*Exercise brief*
Filter the records below for the word "TextEncoder". Keep each line that has it.
BEGIN Exercise data
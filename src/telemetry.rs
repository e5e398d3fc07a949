use prometheus::{
    Encoder, Histogram, HistogramOpts, IntCounterVec, IntGauge, Opts, Registry, TextEncoder,
};

pub struct Metrics {
    predictions_total: IntCounterVec,
    predict_latency_seconds: Histogram,
    model_loaded: IntGauge,
    pub registry: Registry,
}

impl Default for Metrics {
    fn default() -> Self {
        Self::new()
    }
}

impl Metrics {
    pub fn new() -> Self {
        let registry = Registry::new();

        let predictions_total = IntCounterVec::new(
            Opts::new("wms_predictions_total", "Total number of prediction requests"),
            &["outcome"],
        )
        .expect("invalid counter definition");

        let predict_latency_seconds = Histogram::with_opts(
            HistogramOpts::new(
                "wms_predict_latency_seconds",
                "Latency of successful predictions in seconds",
            )
            .buckets(vec![0.01, 0.025, 0.05, 0.1, 0.25, 0.5, 1.0, 2.5, 5.0]),
        )
        .expect("invalid histogram definition");

        let model_loaded = IntGauge::new(
            "wms_model_loaded",
            "Whether a model is loaded (1) or not (0)",
        )
        .expect("invalid gauge definition");

        registry
            .register(Box::new(predictions_total.clone()))
            .expect("failed to register counter");
        registry
            .register(Box::new(predict_latency_seconds.clone()))
            .expect("failed to register histogram");
        registry
            .register(Box::new(model_loaded.clone()))
            .expect("failed to register gauge");

        Metrics {
            predictions_total,
            predict_latency_seconds,
            model_loaded,
            registry,
        }
    }

    pub fn record_outcome(&self, outcome: &str) {
        self.predictions_total.with_label_values(&[outcome]).inc();
    }

    pub fn record_latency(&self, seconds: f64) {
        self.predict_latency_seconds.observe(seconds);
    }

    pub fn set_model_loaded(&self, loaded: bool) {
        self.model_loaded.set(if loaded { 1 } else { 0 });
    }

    pub fn outcome_count(&self, outcome: &str) -> u64 {
        self.predictions_total.with_label_values(&[outcome]).get()
    }

    pub fn render(&self) -> String {
        let metric_families = self.registry.gather();

        let mut buffer = Vec::new();
        let encoder = TextEncoder::new();
        encoder
            .encode(&metric_families, &mut buffer)
            .expect("failed to encode metrics");

        String::from_utf8(buffer).expect("metrics text was not utf-8")
    }
}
END Exercise data
*Written answer*
    Encoder, Histogram, HistogramOpts, IntCounterVec, IntGauge, Opts, Registry, TextEncoder,
        let encoder = TextEncoder::new();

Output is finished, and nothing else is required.